Sarah Williams: Yeah, it sounds absolutely fantastic, and I’m definitely on my phone right here, I’m about to download it now. It sounds awesome.
Avril Tremayne: I can’t speak highly enough about that book. Look, but just because it’s my favorite, it doesn’t mean that it’s going to be everyone else’s, even of my own books, but it was so much fun to write, and I still can read it. I’ve read that book a million times, and I still laugh, and I still bawl my eyes out towards the end.
Sarah Williams: That’s awesome.
Avril Tremayne: What can I say?
Sarah Williams: Well, all the best for that one, and so what’s out next if we’ve already read everything else of yours? Is there something else coming out soon?
Avril Tremayne: Yeah, well I’ve got my first Harlequin Dare. It’s on the shelves in Australia, New Zealand, the U.K. in late July, and it’s everywhere on ebook from the 1st of August. I call that my secret baby story without the secret.
Avril Tremayne: It is a very hot story.
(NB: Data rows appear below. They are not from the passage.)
//! Task worker.
//!
//! One worker drives one admitted task: it parses the stored params into
//! the typed request for the task's type, runs the matching controller
//! operation with progress wired into the store, and records the terminal
//! transition. The running-set entry is always released on exit.

use super::store::{TaskStore, TransitionExtra};
use super::types::{Task, TaskStatus, TaskType};
use crate::credential::Credential;
use crate::generation::{
    GenerateError, GenerationController, RawCompositionRequest, RawImageRequest, RawVideoRequest,
    RunControl,
};
use crate::upstream::Transport;
use dashmap::DashSet;
use std::sync::Arc;
use tracing::{debug, error, info};

/// Executes `task` to a terminal state.
///
/// `running` is the scheduler's accounting set; the worker removes its id
/// on every exit path.
pub async fn run_task<T: Transport + Clone>(
    controller: Arc<GenerationController<T>>,
    store: Arc<TaskStore>,
    running: Arc<DashSet<String>>,
    task: Task,
) {
    let task_id = task.id.clone();
    debug!(task_id = %task_id, task_type = %task.task_type, "Worker starting");

    // A cancel or timeout can land between admission and this point; a
    // task that is no longer running must not reach the upstream.
    let still_running = store
        .get(&task_id)
        .is_some_and(|t| t.status == TaskStatus::Running);
    if !still_running {
        debug!(task_id = %task_id, "Task no longer running, worker exiting");
        running.remove(&task_id);
        return;
    }

    let outcome = execute(&controller, &store, &task).await;
    match outcome {
        Ok(urls) => {
            info!(task_id = %task_id, urls = urls.len(), "Task completed");
            let result = store.transition(
                &task_id,
                TaskStatus::Completed,
                TransitionExtra {
                    result: Some(urls),
                    ..Default::default()
                },
            );
            if result.is_err() {
                // Timed out or was cancelled while the final poll returned.
                debug!(task_id = %task_id, "Completion lost the race to a terminal transition");
            }
        }
        Err(GenerateError::Cancelled) => {
            // Cancellation already moved the task to cancelled; make sure
            // a bare token trigger is reflected too.
            let _ = store.cancel(&task_id);
            info!(task_id = %task_id, "Task cancelled");
        }
        Err(e) => {
            error!(task_id = %task_id, error = %e, "Task failed");
            let result = store.transition(
                &task_id,
                TaskStatus::Failed,
                TransitionExtra {
                    error: Some(e.to_string()),
                    ..Default::default()
                },
            );
            if result.is_err() {
                debug!(task_id = %task_id, "Failure lost the race to a terminal transition");
            }
        }
    }

    running.remove(&task_id);
}

/// Parses the stored request and dispatches on the task type.
async fn execute<T: Transport + Clone>(
    controller: &GenerationController<T>,
    store: &Arc<TaskStore>,
    task: &Task,
) -> Result<Vec<String>, GenerateError> {
    let credential = Credential::parse(&task.params.credential);
    let control = RunControl {
        cancel: store.cancel_token(&task.id),
        progress: Some(progress_sink(store, &task.id)),
    };
    let request = task.params.request.clone();

    match task.task_type {
        TaskType::ImageGeneration => {
            let request: RawImageRequest = parse(request)?;
            let request = request.validate()?;
            controller.generate_image(&request, &credential, control).await
        }
        TaskType::ImageComposition => {
            let request: RawCompositionRequest = parse(request)?;
            let request = request.validate()?;
            controller
                .generate_image_composition(&request, &credential, control)
                .await
        }
        TaskType::VideoGeneration => {
            let request: RawVideoRequest = parse(request)?;
            let request = request.validate()?;
            controller.generate_video(&request, &credential, control).await
        }
    }
}

fn parse<R: serde::de::DeserializeOwned>(value: serde_json::Value) -> Result<R, GenerateError> {
    serde_json::from_value(value)
        .map_err(|e| GenerateError::InvalidRequest(format!("malformed task params: {}", e)))
}

/// Progress callback writing through to the store.
fn progress_sink(store: &Arc<TaskStore>, task_id: &str) -> crate::poll::ProgressFn {
    let store = Arc::clone(store);
    let task_id = task_id.to_string();
    Box::new(move |progress| store.update_progress(&task_id, progress))
}
//! Sync video endpoint.

use super::images::ImagesResponse;
use crate::auth;
use crate::error::ApiError;
use crate::server::AppState;
use axum::extract::State;
use axum::http::HeaderMap;
use axum::Json;
use dreamgate::generation::{RawVideoRequest, RunControl};
use std::sync::Arc;

/// POST /v1/videos/generations
pub async fn generate(
    State(state): State<Arc<AppState>>,
    headers: HeaderMap,
    Json(body): Json<RawVideoRequest>,
) -> Result<Json<ImagesResponse>, ApiError> {
    let credential = auth::credential(&headers)?;
    let request = body.validate()?;

    let urls = state
        .engine
        .controller()
        .generate_video(&request, &credential, RunControl::detached())
        .await?;
    Ok(Json(ImagesResponse::from_urls(urls)))
}
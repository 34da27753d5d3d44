//! Chat-completions passthrough.
//!
//! OpenAI chat clients get image generation for free: the last user
//! message becomes the prompt, and the generated URLs come back as
//! markdown image links in the assistant message.

use crate::auth;
use crate::error::ApiError;
use crate::server::AppState;
use axum::extract::State;
use axum::http::HeaderMap;
use axum::Json;
use chrono::Utc;
use dreamgate::generation::{RawImageRequest, RunControl};
use serde::Deserialize;
use serde_json::json;
use std::sync::Arc;

#[derive(Debug, Deserialize)]
pub struct ChatRequest {
    #[serde(default)]
    pub model: Option<String>,
    #[serde(default)]
    pub messages: Vec<ChatMessage>,
}

#[derive(Debug, Deserialize)]
pub struct ChatMessage {
    #[serde(default)]
    pub role: String,
    #[serde(default)]
    pub content: serde_json::Value,
}

impl ChatMessage {
    /// Flattens string or multi-part content to text.
    fn text(&self) -> String {
        match &self.content {
            serde_json::Value::String(text) => text.clone(),
            serde_json::Value::Array(parts) => parts
                .iter()
                .filter_map(|part| part.get("text").and_then(|t| t.as_str()))
                .collect::<Vec<_>>()
                .join("\n"),
            _ => String::new(),
        }
    }
}

/// POST /v1/chat/completions
pub async fn completions(
    State(state): State<Arc<AppState>>,
    headers: HeaderMap,
    Json(body): Json<ChatRequest>,
) -> Result<Json<serde_json::Value>, ApiError> {
    let credential = auth::credential(&headers)?;

    let prompt = body
        .messages
        .iter()
        .rev()
        .find(|message| message.role == "user")
        .map(|message| message.text())
        .unwrap_or_default();
    if prompt.trim().is_empty() {
        return Err(ApiError::bad_request("no user message with a prompt"));
    }

    let model = body.model.clone().unwrap_or_default();
    let request = RawImageRequest {
        model: Some(model.clone()),
        prompt: Some(prompt),
        ..Default::default()
    }
    .validate()?;

    let urls = state
        .engine
        .controller()
        .generate_image(&request, &credential, RunControl::detached())
        .await?;

    let content = urls
        .iter()
        .enumerate()
        .map(|(index, url)| format!("![image_{}]({})", index, url))
        .collect::<Vec<_>>()
        .join("\n");

    Ok(Json(json!({
        "id": completion_id(),
        "object": "chat.completion",
        "created": Utc::now().timestamp(),
        "model": model,
        "choices": [{
            "index": 0,
            "message": {
                "role": "assistant",
                "content": content,
            },
            "finish_reason": "stop",
        }],
        "usage": {
            "prompt_tokens": 0,
            "completion_tokens": 0,
            "total_tokens": 0,
        },
    })))
}

/// Chat completion ids follow the `chatcmpl-` convention.
fn completion_id() -> String {
    format!("chatcmpl-{}", uuid::Uuid::new_v4().simple())
}
//! The four-step upload handshake.
//!
//! Apply and commit talk to the blob-store control endpoint with SigV4
//! signatures; the byte push goes to the upload host issued by apply,
//! authorized by the grant's own `Auth` value and integrity-checked with
//! `Content-CRC32`.

use super::sigv4::{self, SigningParams};
use super::source::ImageSource;
use super::UploadError;
use crate::upstream::{ResolvedEndpoints, Transport, TransportError, UploadToken};
use serde::Deserialize;
use std::time::Duration;
use tracing::{debug, info, warn};

/// Pause between consecutive uploads of one batch.
///
/// The upstream throttles rapid sequential uploads from a single session;
/// uploads MUST stay serialized with this gap between them. No pause is
/// taken after the final upload.
pub const INTER_UPLOAD_PAUSE: Duration = Duration::from_secs(2);

/// Maximum attempts for the byte push and commit steps.
pub const UPLOAD_MAX_ATTEMPTS: u32 = 3;

/// API version of the blob-store control actions.
const IMAGEX_API_VERSION: &str = "2018-08-01";

/// SigV4 service name of the blob store.
const IMAGEX_SERVICE: &str = "imagex";

/// UriStatus value meaning "upload finalized".
const URI_STATUS_OK: i64 = 2000;

/// Drives the signed upload handshake against the blob store.
#[derive(Clone)]
pub struct UploadPipeline<T: Transport> {
    transport: T,
}

/// Slot grant returned by ApplyImageUpload.
#[derive(Debug, Clone)]
struct UploadGrant {
    store_uri: String,
    store_auth: String,
    upload_host: String,
    session_key: String,
}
It’s my first friends to lovers story, and it’s the first of a trilogy, which are called The Reunions Series because the basic premise for all three of the books arises from a group of friends who met at college in Washington D.C. 10 years ago, and now they’re kind of meeting up.
Avril Tremayne: The first story, which is Getting Lucky, as I said, that’s a friends to lovers. Two people who, well, she probably has been hankering for him ever since they met, and he’s pretty stand … Well, he’s not standoffish. He cares about here too much to be involved with her is the basic premise.
Avril Tremayne: Then the second book, which is Getting Even, that comes out on the 1st of November. It’s super, super hot. That is second chance at love. These two, they get a mention in book one, but they don’t actually appear.
Avril Tremayne: And then the third book, which I have just submitted, and I’m just about to start revisions on, that book is called Getting Naughty, and is my favorite of the three. That comes out in February, I think. Very, very crazy story, and a little bit different, I think. A little bit [inaudible 00:24:32], opposites attract.
Sarah Williams: Yep. Oh, that sounds awesome. Well, that’s definitely given us all a lot to read and to download now, so go and do that people.
Sarah Williams: We can find you online. Your website is?
Avril Tremayne: Oh, yeah. My website is avriltremayne.com. I think I’m the only Avril Tremayne in the world, so it’s not too hard to find me. Of course, I’m on Facebook, Instagram, and Twitter, and you can get to all those accounts by my website.
Sarah Williams: Yep, that is awesome.
Sarah Williams: Well, thank you so much for your time today, Avril. That was really fun.
Avril Tremayne: My pleasure. Always fun to talk to books.